Direct Numerical Simulation of single bubble dynamics in nucleate pool boiling with micro-region modeling and thermal coupling to a solid wall

In this study, we conduct two-dimensional, axisymmetric simulations to investigate the growth and departure of a single bubble, with a particular focus on the conjugate heat transfer between the fluid and the heating wall. A multiscale modeling approach is employed to account for nanoscale effects near the liquid-vapor-solid triple contact line (CL). At the macro (bubble size) scale, the interface dynamics is captured with the front-tracking method by using the open-source code TRUST/TrioCFD. The macro scale algorithm is coupled with a sub-grid micro-region model. It is driven by the wall superheating at the CL as input, and predicts the macroscopic apparent contact angle and heat fluxes. To validate our modeling approach, we first conduct quantitative comparisons using the data on the bubble growth experiment RUBI and its simulations.

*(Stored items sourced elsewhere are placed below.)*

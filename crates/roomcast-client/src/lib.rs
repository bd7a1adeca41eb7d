//! Roomcast client
//!
//! A client-side session controller for an SFU-routed media session. It
//! speaks the signaling protocol over one WebSocket control channel,
//! correlates interleaved replies to their in-flight requests, and drives
//! the independent lifecycles of transports, producers, and consumers.
//! The media engine itself (ICE/DTLS/RTP) is a collaborator behind the
//! [`MediaEngine`] trait.

mod capabilities;
mod channel;
mod config;
mod consumer;
mod engine;
mod error;
mod pending;
mod producer;
mod session;
mod transport;

pub use capabilities::CapabilityNegotiator;
pub use channel::{ChannelEvent, ControlChannel};
pub use config::{ClientConfig, DEFAULT_CONNECT_TIMEOUT, DEFAULT_REQUEST_TIMEOUT};
pub use consumer::{Consumer, ConsumerRegistry, RemoteStream};
pub use engine::{
    ConsumeOptions, EngineConsumer, EngineError, EngineProducer, MediaEngine, MediaTrack,
    MediaTransport, TransportIntent, TransportOptions,
};
pub use error::{ChannelError, Result, SessionError};
pub use pending::{CorrelationKey, ResponseKind};
pub use producer::{Producer, ProducerController};
pub use session::{SessionController, SessionStatus};
pub use transport::{TransportController, TransportState};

Next, an investigation of the case of water under atmospheric pressure and gravity is performed. Notably, we observe a significant spatial variation in temperature near the nucleation site during the expansion and contraction of the bubble base. This variation greatly affects the thermal boundary layers in the fluid and solid domains and the bubble growth, demonstrating the need to resolve the conjugate heat transfer in the considered cases.